Sta per arrivare nelle sale
cinematografiche italiane "Lincoln", ultimo capolavoro di
Steven Spielberg candidato a ben 12 Oscar.
Il film, già in circolazione negli
Stati Uniti da metà novembre, è stato tratto dal libro "Team
of Rivals: The Political Genius of Abraham Lincoln" scritto
dalla storica americana, Doris Kearns Goodwin.

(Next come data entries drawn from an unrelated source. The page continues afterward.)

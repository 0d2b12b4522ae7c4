//! Shell completion generation.

use clap::CommandFactory;
use clap_complete::{generate, shells};

use crate::cli::{Cli, CompletionsArgs, Shell};

const BIN_NAME: &str = "taskforge";

pub fn execute(args: CompletionsArgs) -> crate::error::CliResult<()> {
    let mut cmd = Cli::command();
    let mut out = std::io::stdout();

    match args.shell {
        Shell::Bash => generate(shells::Bash, &mut cmd, BIN_NAME, &mut out),
        Shell::Zsh => generate(shells::Zsh, &mut cmd, BIN_NAME, &mut out),
        Shell::Fish => generate(shells::Fish, &mut cmd, BIN_NAME, &mut out),
        Shell::PowerShell => generate(shells::PowerShell, &mut cmd, BIN_NAME, &mut out),
        Shell::Elvish => generate(shells::Elvish, &mut cmd, BIN_NAME, &mut out),
    };

    Ok(())
}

Il regista che al tema della
schiavitù negli Stati Uniti aveva già dedicato un altro film di
successo "Amistad" nel 1997, torna così ad occuparsi di una ferita
della storia moderna che non sembra ancora del tutto rimarginata.
La pellicola racconta gli ultimi quattro
mesi di presidenza e di vita di Abramo Lincoln interpretato da Daniel
Day-Lewis, e rivela la passione e l’umanità di un uomo impegnato,
contro ogni pressione pubblica e privata, nella ricostruzione di un
paese distrutto dalla guerra civile. Far rinascere gli Stati Uniti,
per Lincoln, vuol dire prima di tutto far approvare il 13°
emendamento che abolisce la schiavitù, facendo compiere un passo
avanti all’intera umanità.
Per raggiungere questo grande traguardo
che dava un senso e giustificava l'enorme tragedia della guerra
civile (non a caso il film comincia con la scena selvaggia di un
combattimento corpo a corpo nella terribile battaglia di Jenkins'
Ferry tra soldati in blu e soldati in grigio), Lincoln ha fatto di
tutto. Ha usato tutte le armi di cui disponeva compresa la corruzione
e la compravendita uno ad uno dei voti necessari dei rappresentanti,
per avere la maggioranza e far approvare un emendamento da un
parlamento che non era affatto abolizionista e non voleva dare il diritto di voto e riconoscere i
diritti civili agli ex schiavi di colore.